**Instructions to follow:** For the data below, give the number of lines that include the word "which" and nothing else.

Top of Records for this task

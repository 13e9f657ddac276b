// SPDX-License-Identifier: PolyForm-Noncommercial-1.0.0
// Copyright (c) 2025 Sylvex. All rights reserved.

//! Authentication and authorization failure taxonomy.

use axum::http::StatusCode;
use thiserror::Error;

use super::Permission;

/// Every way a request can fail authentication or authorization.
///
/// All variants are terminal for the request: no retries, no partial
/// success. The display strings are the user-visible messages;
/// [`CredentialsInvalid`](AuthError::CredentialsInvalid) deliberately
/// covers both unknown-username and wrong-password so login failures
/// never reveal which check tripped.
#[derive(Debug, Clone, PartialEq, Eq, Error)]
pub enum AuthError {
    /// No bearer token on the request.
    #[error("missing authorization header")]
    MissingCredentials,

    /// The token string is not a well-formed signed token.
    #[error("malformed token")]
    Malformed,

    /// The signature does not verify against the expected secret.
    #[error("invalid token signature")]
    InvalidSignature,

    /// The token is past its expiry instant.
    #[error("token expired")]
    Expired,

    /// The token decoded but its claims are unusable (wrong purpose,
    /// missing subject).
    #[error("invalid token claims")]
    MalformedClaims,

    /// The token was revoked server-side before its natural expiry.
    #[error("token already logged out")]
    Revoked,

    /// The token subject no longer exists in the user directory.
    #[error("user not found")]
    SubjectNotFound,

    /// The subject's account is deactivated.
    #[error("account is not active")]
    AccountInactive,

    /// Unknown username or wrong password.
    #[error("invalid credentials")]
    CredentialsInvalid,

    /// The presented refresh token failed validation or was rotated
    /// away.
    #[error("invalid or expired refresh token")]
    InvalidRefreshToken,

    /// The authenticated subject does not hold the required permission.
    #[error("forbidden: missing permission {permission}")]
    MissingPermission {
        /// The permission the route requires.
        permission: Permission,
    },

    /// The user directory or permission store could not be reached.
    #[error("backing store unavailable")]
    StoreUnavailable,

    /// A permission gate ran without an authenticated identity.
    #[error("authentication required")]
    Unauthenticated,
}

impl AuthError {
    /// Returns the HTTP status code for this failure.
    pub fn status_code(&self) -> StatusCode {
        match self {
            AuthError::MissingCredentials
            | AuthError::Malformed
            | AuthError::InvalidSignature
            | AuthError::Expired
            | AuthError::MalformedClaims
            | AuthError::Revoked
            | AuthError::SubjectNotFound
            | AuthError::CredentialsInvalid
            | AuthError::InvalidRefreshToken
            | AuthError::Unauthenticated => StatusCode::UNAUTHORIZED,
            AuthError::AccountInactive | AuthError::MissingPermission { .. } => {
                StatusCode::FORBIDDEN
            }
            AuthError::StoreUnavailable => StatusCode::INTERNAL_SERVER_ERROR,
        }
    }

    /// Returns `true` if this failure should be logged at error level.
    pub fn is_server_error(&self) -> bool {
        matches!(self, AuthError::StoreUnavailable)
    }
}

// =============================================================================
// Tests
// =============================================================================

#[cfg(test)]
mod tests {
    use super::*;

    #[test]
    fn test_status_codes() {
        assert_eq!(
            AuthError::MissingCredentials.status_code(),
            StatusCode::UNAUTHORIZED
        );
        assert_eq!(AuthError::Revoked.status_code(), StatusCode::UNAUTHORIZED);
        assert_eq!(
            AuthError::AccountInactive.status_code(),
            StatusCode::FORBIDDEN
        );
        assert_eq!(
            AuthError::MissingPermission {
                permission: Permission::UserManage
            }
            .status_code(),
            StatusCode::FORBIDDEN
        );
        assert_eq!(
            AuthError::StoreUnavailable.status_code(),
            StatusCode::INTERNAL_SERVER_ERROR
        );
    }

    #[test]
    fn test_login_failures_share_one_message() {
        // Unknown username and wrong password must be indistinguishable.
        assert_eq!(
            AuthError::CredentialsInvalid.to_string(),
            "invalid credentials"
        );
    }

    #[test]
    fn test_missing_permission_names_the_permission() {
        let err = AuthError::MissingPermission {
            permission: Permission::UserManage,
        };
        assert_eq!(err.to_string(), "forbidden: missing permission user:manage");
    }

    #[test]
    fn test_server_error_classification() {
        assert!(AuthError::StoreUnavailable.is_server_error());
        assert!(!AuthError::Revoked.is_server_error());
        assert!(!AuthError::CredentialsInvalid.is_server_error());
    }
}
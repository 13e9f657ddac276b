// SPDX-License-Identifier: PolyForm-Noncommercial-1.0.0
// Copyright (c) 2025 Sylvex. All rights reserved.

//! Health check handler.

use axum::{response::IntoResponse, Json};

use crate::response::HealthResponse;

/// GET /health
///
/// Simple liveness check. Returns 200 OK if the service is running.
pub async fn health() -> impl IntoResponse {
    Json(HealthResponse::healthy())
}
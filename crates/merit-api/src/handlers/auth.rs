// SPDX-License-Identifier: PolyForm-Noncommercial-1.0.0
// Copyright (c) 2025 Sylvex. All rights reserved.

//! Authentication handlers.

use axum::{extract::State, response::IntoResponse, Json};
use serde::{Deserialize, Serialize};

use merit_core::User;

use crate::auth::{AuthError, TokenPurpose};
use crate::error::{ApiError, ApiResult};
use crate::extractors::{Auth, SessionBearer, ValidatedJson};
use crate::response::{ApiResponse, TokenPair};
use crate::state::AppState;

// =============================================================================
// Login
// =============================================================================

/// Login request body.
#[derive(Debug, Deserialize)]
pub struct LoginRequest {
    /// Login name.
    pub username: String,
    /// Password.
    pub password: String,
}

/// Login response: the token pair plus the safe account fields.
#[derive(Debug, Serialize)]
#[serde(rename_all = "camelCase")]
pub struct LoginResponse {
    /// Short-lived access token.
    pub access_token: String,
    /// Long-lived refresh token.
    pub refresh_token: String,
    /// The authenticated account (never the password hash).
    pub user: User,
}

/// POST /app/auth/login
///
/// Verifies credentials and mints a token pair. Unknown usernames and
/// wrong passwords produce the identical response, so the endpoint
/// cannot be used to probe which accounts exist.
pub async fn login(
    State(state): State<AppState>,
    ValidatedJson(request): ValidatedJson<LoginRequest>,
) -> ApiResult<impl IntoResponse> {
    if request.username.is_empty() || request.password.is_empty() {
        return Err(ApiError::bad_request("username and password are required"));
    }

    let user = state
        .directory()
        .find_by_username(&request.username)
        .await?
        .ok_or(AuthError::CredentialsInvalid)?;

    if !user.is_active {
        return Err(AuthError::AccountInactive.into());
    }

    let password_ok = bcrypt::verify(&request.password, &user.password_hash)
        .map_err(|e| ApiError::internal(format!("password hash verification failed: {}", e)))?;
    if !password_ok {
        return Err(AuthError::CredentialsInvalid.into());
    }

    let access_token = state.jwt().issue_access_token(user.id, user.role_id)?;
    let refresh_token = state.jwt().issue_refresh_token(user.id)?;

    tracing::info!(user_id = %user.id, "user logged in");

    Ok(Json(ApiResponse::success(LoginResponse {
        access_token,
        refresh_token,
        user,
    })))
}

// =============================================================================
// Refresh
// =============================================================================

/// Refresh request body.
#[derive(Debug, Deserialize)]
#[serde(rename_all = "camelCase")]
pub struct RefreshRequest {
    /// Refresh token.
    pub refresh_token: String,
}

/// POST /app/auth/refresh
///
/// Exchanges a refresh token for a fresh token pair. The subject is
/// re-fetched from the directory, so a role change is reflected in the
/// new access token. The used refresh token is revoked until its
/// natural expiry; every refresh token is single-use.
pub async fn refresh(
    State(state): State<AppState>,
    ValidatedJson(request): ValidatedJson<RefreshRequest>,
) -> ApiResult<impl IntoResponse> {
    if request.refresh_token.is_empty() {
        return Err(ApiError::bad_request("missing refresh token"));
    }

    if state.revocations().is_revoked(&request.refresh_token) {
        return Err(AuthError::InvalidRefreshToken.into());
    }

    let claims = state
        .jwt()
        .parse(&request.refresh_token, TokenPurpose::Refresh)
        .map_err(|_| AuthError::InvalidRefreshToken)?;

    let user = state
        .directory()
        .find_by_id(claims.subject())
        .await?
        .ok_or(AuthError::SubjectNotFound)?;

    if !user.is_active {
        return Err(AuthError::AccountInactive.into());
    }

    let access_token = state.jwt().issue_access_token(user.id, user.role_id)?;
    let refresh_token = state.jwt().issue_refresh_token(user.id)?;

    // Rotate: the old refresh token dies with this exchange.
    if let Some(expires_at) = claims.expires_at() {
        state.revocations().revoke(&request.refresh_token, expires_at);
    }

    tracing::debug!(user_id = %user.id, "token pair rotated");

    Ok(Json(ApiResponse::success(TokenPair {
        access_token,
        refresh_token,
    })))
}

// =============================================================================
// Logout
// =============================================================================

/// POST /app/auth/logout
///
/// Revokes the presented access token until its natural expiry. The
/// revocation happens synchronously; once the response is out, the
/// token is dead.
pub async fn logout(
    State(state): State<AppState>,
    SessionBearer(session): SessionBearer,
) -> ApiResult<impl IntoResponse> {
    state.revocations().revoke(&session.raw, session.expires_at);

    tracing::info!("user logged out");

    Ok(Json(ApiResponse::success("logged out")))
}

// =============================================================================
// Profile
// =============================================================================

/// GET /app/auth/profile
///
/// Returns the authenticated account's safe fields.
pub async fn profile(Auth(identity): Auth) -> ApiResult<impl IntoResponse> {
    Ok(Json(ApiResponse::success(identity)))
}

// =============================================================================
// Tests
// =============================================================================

Bottom of Records for this task

**Answer below:** 2